Eo, do polonês Jerzy Skolimowski, é o que o cineasta Rogério Sganzerla por certo chamaria de “um filme de cinema”, definição só aparentemente óbvia que ele costumava adotar para suas próprias obras. Ou seja, não é teatro, não é literatura, não é panfleto: é cinema. Não por acaso ganhou o prêmio do júri no festival de Cannes.
Homenagem explícita à obra-prima Au hasard Balthazar (1966), de Robert Bresson, Eo recicla sua estrutura básica: as aventuras, e sobretudo desventuras, de um burro (o Eo do título) que passa de um dono a outro, de um encargo a outro, e de tempos em tempos foge e observa o mundo em liberdade.
Múltiplas existências
As primeiras imagens são feéricas: sob uma luz vermelha estroboscópica, em tomadas próximas, vemos Eo e sua amiga e parceira de espetáculo Kassandra (Sandra Drzymalska) interagirem em movimentos suaves e harmônicos. Eles estão, logo veremos, no picadeiro de um circo.

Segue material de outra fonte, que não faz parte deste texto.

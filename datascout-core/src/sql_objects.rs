//! Lexical SQL object extraction.
//!
//! Extracts table/view references and their source/target role from any
//! content, regardless of file type - embedded query strings in scripts
//! qualify. This is deliberately not a SQL parser: there is no nesting or
//! statement-boundary tracking, so subqueries, CTEs and multi-line
//! statements may be mis-attributed. That best-effort contract is part of
//! the module's interface, not a bug to fix here.

use std::sync::OnceLock;

use regex::Regex;

use crate::models::{SqlObjectKind, SqlObjectRef, SqlOperation};

/// Identifier tokens that look like object names but never are.
const STOP_WORDS: &[&str] = &["select", "as", "on", "where", "set", "values"];

/// Statement-keyword regex, compiled once per process.
///
/// Alternation order matters: `CREATE ... VIEW` / `CREATE TABLE` must come
/// before the bare `TABLE` branch so the longer form wins at the same
/// offset. The name group accepts up to three dotted parts with optional
/// backtick or double-quote wrapping.
#[allow(clippy::expect_used)]
fn statement_regex() -> &'static Regex {
    static STMT: OnceLock<Regex> = OnceLock::new();
    STMT.get_or_init(|| {
        Regex::new(
            r#"(?ix)
            \b(?P<kw>
                CREATE\s+(?:OR\s+REPLACE\s+)?VIEW
              | CREATE\s+TABLE(?:\s+IF\s+NOT\s+EXISTS)?
              | FROM
              | JOIN
              | INTO
              | UPDATE
              | TABLE
            )\s+
            (?P<name>[`"]?[A-Za-z_][\w$]*[`"]?(?:\.[`"]?[A-Za-z_][\w$]*[`"]?){0,2})
            "#,
        )
        .expect("Invalid SQL statement pattern")
    })
}

/// Extracts all table/view references from `content`.
///
/// FROM/JOIN => source; CREATE VIEW/CREATE TABLE/INTO/UPDATE => target;
/// bare TABLE => unknown. Names are recorded exactly as matched (minus
/// quoting), with no case or schema normalization.
pub fn extract(content: &str) -> Vec<SqlObjectRef> {
    let mut refs = Vec::new();

    for caps in statement_regex().captures_iter(content) {
        let (Some(kw), Some(name)) = (caps.name("kw"), caps.name("name")) else {
            continue;
        };

        let cleaned = strip_quotes(name.as_str());
        if cleaned.is_empty() || STOP_WORDS.contains(&cleaned.to_lowercase().as_str()) {
            continue;
        }

        let keyword = normalize_keyword(kw.as_str());
        let (kind, operation) = match keyword.as_str() {
            "FROM" | "JOIN" => (SqlObjectKind::Table, SqlOperation::Source),
            "CREATE VIEW" => (SqlObjectKind::View, SqlOperation::Target),
            "CREATE TABLE" | "INTO" | "UPDATE" => (SqlObjectKind::Table, SqlOperation::Target),
            _ => (SqlObjectKind::Table, SqlOperation::Unknown),
        };

        refs.push(SqlObjectRef {
            kind,
            name: cleaned,
            operation,
        });
    }

    refs
}

/// Collapses a matched keyword to its canonical spelling: whitespace runs
/// become single spaces, and the optional OR REPLACE / IF NOT EXISTS
/// decorations are dropped.
fn normalize_keyword(raw: &str) -> String {
    let mut words: Vec<String> = raw
        .split_whitespace()
        .map(|w| w.to_uppercase())
        .filter(|w| !matches!(w.as_str(), "OR" | "REPLACE" | "IF" | "NOT" | "EXISTS"))
        .collect();
    if words.len() > 2 {
        words.truncate(2);
    }
    words.join(" ")
}

/// Removes backtick/double-quote wrapping from each dotted part.
fn strip_quotes(name: &str) -> String {
    name.split('.')
        .map(|part| part.trim_matches(|c| c == '`' || c == '"'))
        .collect::<Vec<_>>()
        .join(".")
}
//! Core data models for scan results.
//!
//! Defines the unified structures used to describe a scanned project:
//! per-file records produced by the analyzer and the aggregated report
//! handed to the writer. All models are serializable; a `FileRecord` is
//! created once by the analyzer and immutable afterwards.

use std::collections::BTreeMap;

use serde::{Deserialize, Serialize};

/// Category of external system a connector belongs to.
#[derive(Debug, Clone, Copy, PartialEq, Eq, PartialOrd, Ord, Hash, Serialize, Deserialize)]
#[serde(rename_all = "lowercase")]
pub enum ConnectorType {
    Database,
    Nosql,
    Storage,
    Warehouse,
    Platform,
    Messaging,
    Api,
}

impl std::fmt::Display for ConnectorType {
    fn fmt(&self, f: &mut std::fmt::Formatter<'_>) -> std::fmt::Result {
        let name = match self {
            ConnectorType::Database => "database",
            ConnectorType::Nosql => "nosql",
            ConnectorType::Storage => "storage",
            ConnectorType::Warehouse => "warehouse",
            ConnectorType::Platform => "platform",
            ConnectorType::Messaging => "messaging",
            ConnectorType::Api => "api",
        };
        write!(f, "{}", name)
    }
}

/// Computed file type tag.
#[derive(Debug, Clone, Copy, PartialEq, Eq, PartialOrd, Ord, Hash, Serialize, Deserialize)]
#[serde(rename_all = "snake_case")]
pub enum FileType {
    Python,
    Pyspark,
    Sql,
    DatabricksNotebook,
    Config,
    Unknown,
}

impl std::fmt::Display for FileType {
    fn fmt(&self, f: &mut std::fmt::Formatter<'_>) -> std::fmt::Result {
        let name = match self {
            FileType::Python => "python",
            FileType::Pyspark => "pyspark",
            FileType::Sql => "sql",
            FileType::DatabricksNotebook => "databricks_notebook",
            FileType::Config => "config",
            FileType::Unknown => "unknown",
        };
        write!(f, "{}", name)
    }
}

/// How a connector reference was detected.
#[derive(Debug, Clone, Copy, PartialEq, Eq, Serialize, Deserialize)]
#[serde(rename_all = "lowercase")]
pub enum DetectionMethod {
    Keyword,
    Regex,
}

/// A single detected connector reference.
#[derive(Debug, Clone, Serialize, Deserialize)]
pub struct ConnectorHit {
    /// Detection pass that produced this hit
    pub method: DetectionMethod,
    /// The keyword or regex source string that matched
    pub pattern: String,
    /// Matched text, present for regex hits only
    #[serde(skip_serializing_if = "Option::is_none")]
    pub matched_text: Option<String>,
    /// Best-effort 1-based line number. Computed from the newline count
    /// before the match offset, so multi-line regex matches are attributed
    /// to their starting line.
    pub line: u32,
}

/// Kind of relational object referenced by a SQL statement.
#[derive(Debug, Clone, Copy, PartialEq, Eq, Serialize, Deserialize)]
#[serde(rename_all = "lowercase")]
pub enum SqlObjectKind {
    Table,
    View,
}

/// Role the object plays in the referencing statement.
#[derive(Debug, Clone, Copy, PartialEq, Eq, Serialize, Deserialize)]
#[serde(rename_all = "lowercase")]
pub enum SqlOperation {
    /// Read side (FROM / JOIN)
    Source,
    /// Write side (CREATE / INTO / UPDATE)
    Target,
    /// Bare TABLE reference with no determinable role
    Unknown,
}

/// A table or view reference extracted from content.
///
/// Names are recorded exactly as matched, with no case folding or schema
/// normalization.
#[derive(Debug, Clone, PartialEq, Eq, Serialize, Deserialize)]
pub struct SqlObjectRef {
    pub kind: SqlObjectKind,
    pub name: String,
    pub operation: SqlOperation,
}

/// Kind of per-file failure. Recorded on the record, never propagated.
#[derive(Debug, Clone, Copy, PartialEq, Eq, PartialOrd, Ord, Hash, Serialize, Deserialize)]
#[serde(rename_all = "snake_case")]
pub enum FileErrorKind {
    /// The file could not be read from disk
    FileAccess,
    /// The file contents could not be decoded to text
    Decode,
    /// Analysis of the decoded content was skipped or failed
    Extraction,
}

impl std::fmt::Display for FileErrorKind {
    fn fmt(&self, f: &mut std::fmt::Formatter<'_>) -> std::fmt::Result {
        let name = match self {
            FileErrorKind::FileAccess => "file_access",
            FileErrorKind::Decode => "decode",
            FileErrorKind::Extraction => "extraction",
        };
        write!(f, "{}", name)
    }
}

/// Per-file error marker.
#[derive(Debug, Clone, PartialEq, Eq, Serialize, Deserialize)]
pub struct FileError {
    pub kind: FileErrorKind,
    pub message: String,
}

impl FileError {
    /// Creates a new error marker.
    pub fn new(kind: FileErrorKind, message: impl Into<String>) -> Self {
        Self {
            kind,
            message: message.into(),
        }
    }
}

/// Filesystem metadata for a discovered file, as yielded by the provider.
#[derive(Debug, Clone, Serialize, Deserialize)]
pub struct FileMeta {
    pub absolute_path: String,
    pub relative_path: String,
    pub filename: String,
    /// Directory containing the file, relative to the project root
    pub directory: String,
    /// Lowercased extension including the leading dot, empty if none
    pub extension: String,
    pub size_bytes: u64,
    pub modified_time: chrono::DateTime<chrono::Utc>,
}

/// Complete analysis result for a single file.
#[derive(Debug, Clone, Serialize, Deserialize)]
pub struct FileRecord {
    #[serde(flatten)]
    pub meta: FileMeta,
    pub file_type: FileType,
    pub total_lines: usize,
    /// Non-blank lines that are not `#` comments
    pub lines_of_code: usize,
    /// Sparse: connectors with zero hits are absent entirely
    pub connectors: BTreeMap<String, Vec<ConnectorHit>>,
    pub sql_objects: Vec<SqlObjectRef>,
    /// Import statements in first-appearance order, duplicates retained
    pub imports: Vec<String>,
    pub has_spark: bool,
    pub has_sql: bool,
    #[serde(skip_serializing_if = "Option::is_none")]
    pub error: Option<FileError>,
}

impl FileRecord {
    /// Total connector hit count across all connectors.
    pub fn connector_instances(&self) -> usize {
        self.connectors.values().map(Vec::len).sum()
    }
}

/// Per-connector aggregate over the whole project.
#[derive(Debug, Clone, Serialize, Deserialize)]
pub struct ConnectorSummaryEntry {
    /// Files with at least one hit for this connector
    pub total_files: usize,
    /// Sum of hit counts across files
    pub total_instances: usize,
    #[serde(rename = "type")]
    pub connector_type: ConnectorType,
    /// Relative paths of matching files, enumeration order
    pub files: Vec<String>,
}

/// Distinct tables and views referenced anywhere in the project.
///
/// Keys are exact matched names; values are instance counts.
#[derive(Debug, Clone, Default, Serialize, Deserialize)]
pub struct SqlObjectsSummary {
    pub total_tables: usize,
    pub total_views: usize,
    pub tables: BTreeMap<String, usize>,
    pub views: BTreeMap<String, usize>,
}

/// A single import statement with its project-wide occurrence count.
#[derive(Debug, Clone, PartialEq, Eq, Serialize, Deserialize)]
pub struct ImportCount {
    pub import: String,
    pub count: usize,
}

/// Aggregated import statistics.
#[derive(Debug, Clone, Default, Serialize, Deserialize)]
pub struct ImportSummary {
    pub total_unique_imports: usize,
    /// Most frequent imports, count-descending (name ascending on ties),
    /// capped at 20 entries
    pub top_imports: Vec<ImportCount>,
}

/// Project-wide statistics derived from the file records.
#[derive(Debug, Clone, Default, Serialize, Deserialize)]
pub struct ProjectStatistics {
    pub total_files: usize,
    pub total_directories: usize,
    pub total_size_bytes: u64,
    pub total_lines: usize,
    pub total_loc: usize,
    pub file_types: BTreeMap<FileType, usize>,
    pub files_with_spark: usize,
    pub files_with_sql: usize,
    pub files_with_errors: usize,
    pub error_kinds: BTreeMap<FileErrorKind, usize>,
}

/// Scan provenance.
#[derive(Debug, Clone, Serialize, Deserialize)]
pub struct ScanMetadata {
    pub project_path: String,
    pub project_name: String,
    pub scan_id: uuid::Uuid,
    pub scan_timestamp: chrono::DateTime<chrono::Utc>,
    pub analyzer_version: String,
    /// Version field of the pattern document used for this scan
    pub patterns_version: String,
    pub duration_ms: u64,
}

impl ScanMetadata {
    /// Creates metadata for a scan starting now.
    pub fn new(
        project_path: impl Into<String>,
        project_name: impl Into<String>,
        patterns_version: impl Into<String>,
    ) -> Self {
        Self {
            project_path: project_path.into(),
            project_name: project_name.into(),
            scan_id: uuid::Uuid::new_v4(),
            scan_timestamp: chrono::Utc::now(),
            analyzer_version: env!("CARGO_PKG_VERSION").to_string(),
            patterns_version: patterns_version.into(),
            duration_ms: 0,
        }
    }
}

/// Complete scan report.
///
/// Every summary count is an exact marginal aggregate derivable by
/// replaying `files`, which preserves the provider's enumeration order.
#[derive(Debug, Clone, Serialize, Deserialize)]
pub struct ScanReport {
    pub scan_metadata: ScanMetadata,
    pub project_statistics: ProjectStatistics,
    pub connector_summary: BTreeMap<String, ConnectorSummaryEntry>,
    pub sql_objects_summary: SqlObjectsSummary,
    pub import_summary: ImportSummary,
    pub files: Vec<FileRecord>,
}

O idílio dura pouco. Maltratado e superexplorado por um funcionário do circo, Eo é resgatado por agentes públicos depois da pressão de ativistas defensores dos animais. Vai parar numa fazenda. É a primeira de inúmeras mudanças de cenário e de ocupação do animal.
Não cabe contar aqui esses episódios, mas apenas destacar que Eo acaba por viver múltiplas existências, de artista de circo a besta de carga, de mascote esportivo a explorador solitário de uma floresta. Mais importante do que isso: em seu périplo, que é uma espécie de romance picaresco invertido (pois Eo é desprovido por completo da malícia do pícaro), o burro observa todo tipo de ser vivo: cachorro, cavalo, boi, camelo, lobo, raposa, guaxinim, coruja, formiga, aranha... O mais estranho, ilógico e imprevisível de todos é o homem.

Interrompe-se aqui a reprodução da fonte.